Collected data
★ ★ ★ ★ ★

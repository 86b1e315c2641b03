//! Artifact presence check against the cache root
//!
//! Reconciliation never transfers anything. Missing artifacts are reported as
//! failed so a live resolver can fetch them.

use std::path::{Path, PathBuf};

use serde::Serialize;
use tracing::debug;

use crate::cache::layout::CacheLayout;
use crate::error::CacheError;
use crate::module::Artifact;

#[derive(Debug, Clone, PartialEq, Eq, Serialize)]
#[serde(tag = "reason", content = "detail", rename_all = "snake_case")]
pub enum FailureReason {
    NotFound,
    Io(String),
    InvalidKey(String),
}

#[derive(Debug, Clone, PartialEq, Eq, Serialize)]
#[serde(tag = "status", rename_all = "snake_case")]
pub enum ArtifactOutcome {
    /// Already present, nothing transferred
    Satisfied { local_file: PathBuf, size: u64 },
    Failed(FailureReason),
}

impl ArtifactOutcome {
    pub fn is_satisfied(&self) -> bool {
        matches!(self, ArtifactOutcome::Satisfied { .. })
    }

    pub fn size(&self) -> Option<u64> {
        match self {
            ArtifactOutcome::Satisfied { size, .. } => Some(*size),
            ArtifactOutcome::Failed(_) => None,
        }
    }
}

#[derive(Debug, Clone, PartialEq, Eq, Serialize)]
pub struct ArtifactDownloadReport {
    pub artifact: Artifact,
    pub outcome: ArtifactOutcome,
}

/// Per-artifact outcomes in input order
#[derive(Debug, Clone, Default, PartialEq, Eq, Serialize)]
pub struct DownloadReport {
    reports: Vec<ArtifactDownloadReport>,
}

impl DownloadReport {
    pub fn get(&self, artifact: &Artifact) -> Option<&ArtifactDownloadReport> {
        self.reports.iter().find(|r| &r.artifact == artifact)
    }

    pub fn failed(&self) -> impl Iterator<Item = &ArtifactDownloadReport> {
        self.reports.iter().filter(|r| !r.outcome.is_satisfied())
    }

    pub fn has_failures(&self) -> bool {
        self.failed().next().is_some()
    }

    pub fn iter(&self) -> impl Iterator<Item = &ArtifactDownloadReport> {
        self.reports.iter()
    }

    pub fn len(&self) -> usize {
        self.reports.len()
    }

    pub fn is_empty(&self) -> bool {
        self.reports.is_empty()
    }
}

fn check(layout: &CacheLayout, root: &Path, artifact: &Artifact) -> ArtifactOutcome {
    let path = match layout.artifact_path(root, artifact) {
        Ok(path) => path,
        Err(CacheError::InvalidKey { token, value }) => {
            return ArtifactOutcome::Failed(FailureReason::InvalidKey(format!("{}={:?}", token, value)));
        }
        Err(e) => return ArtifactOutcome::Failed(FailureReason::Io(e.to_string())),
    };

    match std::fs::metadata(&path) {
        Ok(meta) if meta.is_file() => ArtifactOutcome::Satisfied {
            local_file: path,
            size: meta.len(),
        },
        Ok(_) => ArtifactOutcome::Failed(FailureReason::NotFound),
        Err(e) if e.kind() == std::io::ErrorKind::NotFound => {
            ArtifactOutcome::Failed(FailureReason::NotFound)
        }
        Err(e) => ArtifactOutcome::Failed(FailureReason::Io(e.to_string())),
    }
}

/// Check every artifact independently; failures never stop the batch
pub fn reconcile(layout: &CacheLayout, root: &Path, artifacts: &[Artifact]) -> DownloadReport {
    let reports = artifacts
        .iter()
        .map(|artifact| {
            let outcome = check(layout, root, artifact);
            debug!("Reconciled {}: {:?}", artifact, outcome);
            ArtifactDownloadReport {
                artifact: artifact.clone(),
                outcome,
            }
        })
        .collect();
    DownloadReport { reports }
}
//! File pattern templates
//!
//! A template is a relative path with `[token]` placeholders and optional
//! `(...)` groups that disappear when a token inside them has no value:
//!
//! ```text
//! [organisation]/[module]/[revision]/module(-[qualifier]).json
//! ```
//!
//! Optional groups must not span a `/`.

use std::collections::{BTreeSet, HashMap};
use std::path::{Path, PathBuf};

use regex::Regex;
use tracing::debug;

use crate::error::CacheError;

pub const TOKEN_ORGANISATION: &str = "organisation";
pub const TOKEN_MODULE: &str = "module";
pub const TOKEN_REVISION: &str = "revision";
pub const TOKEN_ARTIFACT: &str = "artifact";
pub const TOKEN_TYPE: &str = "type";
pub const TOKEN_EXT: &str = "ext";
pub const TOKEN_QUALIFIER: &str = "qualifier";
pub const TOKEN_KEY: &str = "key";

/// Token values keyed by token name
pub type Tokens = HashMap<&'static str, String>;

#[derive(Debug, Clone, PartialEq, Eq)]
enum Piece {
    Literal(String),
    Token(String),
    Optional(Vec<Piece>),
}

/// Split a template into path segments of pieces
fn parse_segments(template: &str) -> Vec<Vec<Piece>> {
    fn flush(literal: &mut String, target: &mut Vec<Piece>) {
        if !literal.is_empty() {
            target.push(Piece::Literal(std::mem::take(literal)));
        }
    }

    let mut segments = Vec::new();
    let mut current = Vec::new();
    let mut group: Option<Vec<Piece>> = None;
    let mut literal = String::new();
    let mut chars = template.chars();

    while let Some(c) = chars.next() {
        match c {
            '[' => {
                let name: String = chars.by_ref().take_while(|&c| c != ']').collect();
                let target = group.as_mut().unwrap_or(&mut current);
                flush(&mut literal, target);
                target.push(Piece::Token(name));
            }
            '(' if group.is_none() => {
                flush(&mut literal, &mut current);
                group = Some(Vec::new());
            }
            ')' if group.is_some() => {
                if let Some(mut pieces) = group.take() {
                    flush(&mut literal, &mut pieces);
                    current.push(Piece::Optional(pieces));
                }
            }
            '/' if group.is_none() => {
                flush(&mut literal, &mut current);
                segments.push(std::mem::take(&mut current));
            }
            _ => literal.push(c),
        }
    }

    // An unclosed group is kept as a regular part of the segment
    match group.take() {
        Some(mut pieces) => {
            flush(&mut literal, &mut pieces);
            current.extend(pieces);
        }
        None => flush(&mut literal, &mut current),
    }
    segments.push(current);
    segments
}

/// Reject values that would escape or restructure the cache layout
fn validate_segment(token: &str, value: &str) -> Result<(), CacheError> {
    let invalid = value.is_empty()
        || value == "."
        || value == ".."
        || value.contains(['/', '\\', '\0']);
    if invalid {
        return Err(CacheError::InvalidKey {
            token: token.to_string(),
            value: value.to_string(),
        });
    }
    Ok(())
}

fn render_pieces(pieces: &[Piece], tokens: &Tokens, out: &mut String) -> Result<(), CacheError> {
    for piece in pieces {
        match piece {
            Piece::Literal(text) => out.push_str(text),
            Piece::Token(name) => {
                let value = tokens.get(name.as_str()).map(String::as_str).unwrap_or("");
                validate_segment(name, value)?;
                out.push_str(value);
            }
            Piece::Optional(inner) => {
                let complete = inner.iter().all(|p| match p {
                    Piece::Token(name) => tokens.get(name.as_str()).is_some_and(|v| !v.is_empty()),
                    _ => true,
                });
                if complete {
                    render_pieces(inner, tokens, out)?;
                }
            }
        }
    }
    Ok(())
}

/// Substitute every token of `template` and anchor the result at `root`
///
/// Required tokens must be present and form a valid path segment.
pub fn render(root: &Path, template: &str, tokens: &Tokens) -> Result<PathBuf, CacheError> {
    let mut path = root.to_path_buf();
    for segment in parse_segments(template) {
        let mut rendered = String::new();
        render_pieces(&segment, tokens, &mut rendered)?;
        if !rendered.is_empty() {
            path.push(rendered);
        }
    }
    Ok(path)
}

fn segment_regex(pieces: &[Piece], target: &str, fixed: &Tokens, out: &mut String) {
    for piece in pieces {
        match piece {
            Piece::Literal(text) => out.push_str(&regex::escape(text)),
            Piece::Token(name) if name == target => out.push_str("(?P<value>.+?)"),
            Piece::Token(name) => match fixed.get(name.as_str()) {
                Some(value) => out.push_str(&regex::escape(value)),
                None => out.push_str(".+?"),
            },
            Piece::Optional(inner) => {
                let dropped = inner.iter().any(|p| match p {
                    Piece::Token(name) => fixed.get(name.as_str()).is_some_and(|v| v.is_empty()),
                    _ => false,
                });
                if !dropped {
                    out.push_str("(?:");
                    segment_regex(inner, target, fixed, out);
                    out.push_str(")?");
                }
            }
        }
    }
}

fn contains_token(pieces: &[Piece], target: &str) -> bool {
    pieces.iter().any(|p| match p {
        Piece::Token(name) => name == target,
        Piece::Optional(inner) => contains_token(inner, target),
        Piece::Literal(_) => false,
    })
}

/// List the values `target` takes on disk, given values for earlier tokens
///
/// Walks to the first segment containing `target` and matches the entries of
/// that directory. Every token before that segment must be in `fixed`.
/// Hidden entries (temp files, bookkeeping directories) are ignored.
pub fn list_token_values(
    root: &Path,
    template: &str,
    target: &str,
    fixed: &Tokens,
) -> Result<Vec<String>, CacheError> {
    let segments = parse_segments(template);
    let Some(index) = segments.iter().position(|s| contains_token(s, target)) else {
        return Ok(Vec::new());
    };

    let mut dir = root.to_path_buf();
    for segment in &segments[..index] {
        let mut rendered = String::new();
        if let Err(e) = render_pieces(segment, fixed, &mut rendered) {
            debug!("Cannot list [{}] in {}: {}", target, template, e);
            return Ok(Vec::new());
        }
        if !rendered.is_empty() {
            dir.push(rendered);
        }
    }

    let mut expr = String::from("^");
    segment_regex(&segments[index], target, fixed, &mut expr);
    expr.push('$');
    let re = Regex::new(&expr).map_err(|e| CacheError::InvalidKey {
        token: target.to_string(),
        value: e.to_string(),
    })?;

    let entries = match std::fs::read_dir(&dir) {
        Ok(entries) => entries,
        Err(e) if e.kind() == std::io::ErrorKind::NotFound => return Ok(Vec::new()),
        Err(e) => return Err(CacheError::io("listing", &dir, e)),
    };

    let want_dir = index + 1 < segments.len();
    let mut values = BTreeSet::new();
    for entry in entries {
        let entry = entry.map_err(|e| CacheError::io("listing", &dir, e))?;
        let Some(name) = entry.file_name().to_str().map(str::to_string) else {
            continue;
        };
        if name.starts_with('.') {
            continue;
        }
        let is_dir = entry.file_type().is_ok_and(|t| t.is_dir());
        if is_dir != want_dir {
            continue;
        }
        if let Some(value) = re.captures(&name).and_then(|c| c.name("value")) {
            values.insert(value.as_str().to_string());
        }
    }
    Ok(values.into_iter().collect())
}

★ ★ ★ ★ ★

▶ [Assigned task] Of the entries above, transcribe exactly those lines that fall between the line containing "let reports = artifacts" and the line containing "by token name", together with those two lines.

▶ [Problem solution]
    let reports = artifacts
        .iter()
        .map(|artifact| {
            let outcome = check(layout, root, artifact);
            debug!("Reconciled {}: {:?}", artifact, outcome);
            ArtifactDownloadReport {
                artifact: artifact.clone(),
                outcome,
            }
        })
        .collect();
    DownloadReport { reports }
}
//! File pattern templates
//!
//! A template is a relative path with `[token]` placeholders and optional
//! `(...)` groups that disappear when a token inside them has no value:
//!
//! ```text
//! [organisation]/[module]/[revision]/module(-[qualifier]).json
//! ```
//!
//! Optional groups must not span a `/`.

use std::collections::{BTreeSet, HashMap};
use std::path::{Path, PathBuf};

use regex::Regex;
use tracing::debug;

use crate::error::CacheError;

pub const TOKEN_ORGANISATION: &str = "organisation";
pub const TOKEN_MODULE: &str = "module";
pub const TOKEN_REVISION: &str = "revision";
pub const TOKEN_ARTIFACT: &str = "artifact";
pub const TOKEN_TYPE: &str = "type";
pub const TOKEN_EXT: &str = "ext";
pub const TOKEN_QUALIFIER: &str = "qualifier";
pub const TOKEN_KEY: &str = "key";

/// Token values keyed by token name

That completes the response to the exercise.